Does she know she is walking undead down the Dairy aisle? Her journey to rebuild herself, horrific. Visiting maggots like buds of garlic follow her, trying to clean slime from the aisles. Eyes, like clumps of chives, survey the scene. Tomatoes are hearts. Spaghetti, dried tendons. Mesquite pork tenderloin- the muscles. Fish for feet. It will go in to come back out. It comes out to go back in. She cannot help it, Lisa's ghost twin sister at the grocery store. Ingredients she cannot decipher, staring at items like she left the stove on.

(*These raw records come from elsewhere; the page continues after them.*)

//! Core types for the settlement engine
//!
//! Every value here is ephemeral: recomputed per query from the current split
//! snapshot, never persisted by the engine.

use crate::{Error, Result};
use chrono::{DateTime, Utc};
use rust_decimal::Decimal;
use serde::{Deserialize, Serialize};
use split_ledger::{GroupId, ParticipantId, SplitId, Transaction};
use std::collections::BTreeMap;

/// Signed balance per participant (positive = creditor, negative = debtor)
pub type BalanceMap = BTreeMap<ParticipantId, Decimal>;

/// Split left out of a computation
#[derive(Debug, Clone, PartialEq, Eq, Serialize, Deserialize)]
pub struct SkippedSplit {
    /// Split ID
    pub split_id: SplitId,

    /// Group of the split
    pub group_id: GroupId,

    /// Why it was skipped
    pub reason: String,
}

/// Balance Calculator output
#[derive(Debug, Clone, Default, Serialize, Deserialize)]
pub struct BalanceSheet {
    /// Nonzero balances (sub-epsilon balances removed)
    pub balances: BalanceMap,

    /// Splits rejected for precision overflow
    pub skipped: Vec<SkippedSplit>,

    /// Active splits that contributed
    pub split_count: usize,

    /// Sub-epsilon dust removed from the map and absorbed by counterparties
    #[serde(default)]
    pub written_off: Decimal,
}

impl BalanceSheet {
    /// Balance of one participant (zero if absent)
    pub fn balance_of(&self, participant: &ParticipantId) -> Decimal {
        self.balances.get(participant).copied().unwrap_or(Decimal::ZERO)
    }

    /// Participants owed money
    pub fn creditors(&self) -> impl Iterator<Item = (&ParticipantId, &Decimal)> {
        self.balances.iter().filter(|(_, b)| **b > Decimal::ZERO)
    }

    /// Participants owing money
    pub fn debtors(&self) -> impl Iterator<Item = (&ParticipantId, &Decimal)> {
        self.balances.iter().filter(|(_, b)| **b < Decimal::ZERO)
    }
}

/// Settlement Solver output
#[derive(Debug, Clone, Default, PartialEq, Eq, Serialize, Deserialize)]
pub struct SettlementResult {
    /// Transactions, in the order they should be applied
    pub transactions: Vec<Transaction>,

    /// Balances after applying every transaction (all zero on success)
    pub residual: BalanceMap,

    /// Splits excluded from the computation
    #[serde(default)]
    pub skipped: Vec<SkippedSplit>,
}

impl SettlementResult {
    /// Total money moved
    pub fn total_amount(&self) -> Result<Decimal> {
        self.transactions
            .iter()
            .try_fold(Decimal::ZERO, |acc, t| acc.checked_add(t.amount))
            .ok_or_else(|| {
                Error::PrecisionOverflow(format!(
                    "Total of {} transactions exceeds the decimal range",
                    self.transactions.len()
                ))
            })
    }

    /// Transactions sent or received by the participant
    pub fn involving(&self, participant: &ParticipantId) -> Vec<Transaction> {
        self.transactions
            .iter()
            .filter(|t| t.involves(participant))
            .cloned()
            .collect()
    }

    /// Summary statistics
    pub fn stats(&self) -> Result<SettlementStats> {
        Ok(SettlementStats {
            participant_count: self.residual.len(),
            transaction_count: self.transactions.len(),
            total_settled: self.total_amount()?,
            largest_transaction: self
                .transactions
                .iter()
                .map(|t| t.amount)
                .max()
                .unwrap_or(Decimal::ZERO),
        })
    }
}

/// Settlement statistics
#[derive(Debug, Clone, PartialEq, Eq, Serialize, Deserialize)]
pub struct SettlementStats {
    /// Participants in the solved balance map
    pub participant_count: usize,

    /// Number of transactions
    pub transaction_count: usize,

    /// Total money moved
    pub total_settled: Decimal,

    /// Largest single transaction
    pub largest_transaction: Decimal,
}

/// One group's entry in a dues report
#[derive(Debug, Clone, PartialEq, Eq, Serialize, Deserialize)]
pub struct GroupDues {
    /// Group ID
    pub group_id: GroupId,

    /// What the user owes in this group
    pub amount_owed: Decimal,

    /// What others owe the user in this group
    pub amount_owed_to_user: Decimal,

    /// `amount_owed_to_user - amount_owed`
    pub net_amount: Decimal,

    /// Group-local recommended transactions involving the user
    pub transactions: Vec<Transaction>,

    /// Splits excluded from this group's computation
    pub skipped_splits: Vec<SkippedSplit>,

    /// Set when this group could not be computed
    pub error: Option<String>,
}

impl GroupDues {
    /// Entry for a group whose computation failed
    pub fn errored(group_id: GroupId, error: impl Into<String>) -> Self {
        Self {
            group_id,
            amount_owed: Decimal::ZERO,
            amount_owed_to_user: Decimal::ZERO,
            net_amount: Decimal::ZERO,
            transactions: Vec::new(),
            skipped_splits: Vec::new(),
            error: Some(error.into()),
        }
    }

    /// Check if the entry is degraded
    pub fn is_errored(&self) -> bool {
        self.error.is_some()
    }
}

/// Per-user dues report
#[derive(Debug, Clone, PartialEq, Eq, Serialize, Deserialize)]
pub struct DuesReport {
    /// Whose report this is
    pub participant: ParticipantId,

    /// Sum the user owes across healthy groups
    pub total_owed: Decimal,

    /// Sum owed to the user across healthy groups
    pub total_owed_to_user: Decimal,

    /// `total_owed_to_user - total_owed`
    pub net_balance: Decimal,

    /// Per-group entries, ordered by group ID
    pub groups: Vec<GroupDues>,

    /// Transactions from pooling every healthy group before solving
    pub global_transactions: Vec<Transaction>,

    /// Set when the pooled computation failed
    pub global_error: Option<String>,

    /// Generation timestamp
    pub generated_at: DateTime<Utc>,
}

impl DuesReport {
    /// Groups flagged as errored
    pub fn errored_groups(&self) -> impl Iterator<Item = &GroupDues> {
        self.groups.iter().filter(|g| g.is_errored())
    }

    /// Whether any part of the report is degraded
    pub fn is_degraded(&self) -> bool {
        self.global_error.is_some() || self.groups.iter().any(GroupDues::is_errored)
    }

    /// Every transaction in the report, group-local and global
    pub fn transactions_mut(&mut self) -> impl Iterator<Item = &mut Transaction> {
        self.groups
            .iter_mut()
            .flat_map(|g| g.transactions.iter_mut())
            .chain(self.global_transactions.iter_mut())
    }
}

#[cfg(test)]
mod tests {
    use super::*;
    use rust_decimal_macros::dec;

    fn p(id: &str) -> ParticipantId {
        ParticipantId::new(id)
    }

    #[test]
    fn test_settlement_stats() {
        let result = SettlementResult {
            transactions: vec![
                Transaction::new(p("B"), p("A"), dec!(30)),
                Transaction::new(p("C"), p("A"), dec!(45.5)),
            ],
            residual: [(p("A"), dec!(0)), (p("B"), dec!(0)), (p("C"), dec!(0))]
                .into_iter()
                .collect(),
            skipped: vec![],
        };

        let stats = result.stats().unwrap();
        assert_eq!(stats.participant_count, 3);
        assert_eq!(stats.transaction_count, 2);
        assert_eq!(stats.total_settled, dec!(75.5));
        assert_eq!(stats.largest_transaction, dec!(45.5));

        assert_eq!(result.involving(&p("C")).len(), 1);
        assert!(result.involving(&p("Z")).is_empty());
    }

    #[test]
    fn test_total_overflow_is_an_error() {
        let result = SettlementResult {
            transactions: vec![
                Transaction::new(p("B"), p("A"), Decimal::MAX),
                Transaction::new(p("D"), p("C"), Decimal::MAX),
            ],
            ..Default::default()
        };

        assert!(matches!(result.total_amount(), Err(Error::PrecisionOverflow(_))));
        assert!(matches!(result.stats(), Err(Error::PrecisionOverflow(_))));
    }

    #[test]
    fn test_balance_sheet_partitions() {
        let sheet = BalanceSheet {
            balances: [(p("A"), dec!(60)), (p("B"), dec!(-30)), (p("C"), dec!(-30))]
                .into_iter()
                .collect(),
            skipped: vec![],
            split_count: 1,
            written_off: Decimal::ZERO,
        };

        assert_eq!(sheet.creditors().count(), 1);
        assert_eq!(sheet.debtors().count(), 2);
        assert_eq!(sheet.balance_of(&p("Z")), Decimal::ZERO);
    }

    #[test]
    fn test_errored_group_is_zeroed() {
        let entry = GroupDues::errored(GroupId::new("g1"), "boom");
        assert!(entry.is_errored());
        assert_eq!(entry.net_amount, Decimal::ZERO);
        assert!(entry.transactions.is_empty());
    }
}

Distal phalanx bones pass through cookie samples.
III.
Lisa's ghost twin sister's gait disturbs the cereal boxes. Raspy breaths rattle the soup cans. She reaches for odd items: taffy, purple kohlrabi, mouth wash. If I were a ghost in the grocery store I'd try to pick up an apple. People walk through her all the time. They look like they ate something bad for a second. I go every Sunday. I try to tell Lisa's ghost twin sister that she's checked out already. My breath wasted, unfelt in her non-ear.
she-ghost
I see her stumbling down the hallway sometimes. You would think she floats, but her step is heavy. Her thought reflected in the step. She hides in bathrooms. I know she is me- maybe from another slashed time- one of us is in the wrong place. I cannot count the times, the meetings, cannot measure the spaces, the feelings, the day to day. When I see her, I lose time. It will be lunchtime. I see her. Her hair face. Then it is three o'clock. Then it is then. Then brain shadows. I am alone. I feel full of her. I try to tell her to step stop back but she smothers me her darkness her dread her dreary hair in my mouth cannot free myself but the real heaviness on my chest lungs separate into four lungs cannot breathe slow gasping slow motion movie reel of drowning. One tiny logical party one tiny logical part of my of my brain says but if we both drown but if we both drown but if we both who saves us who will be left to who stops.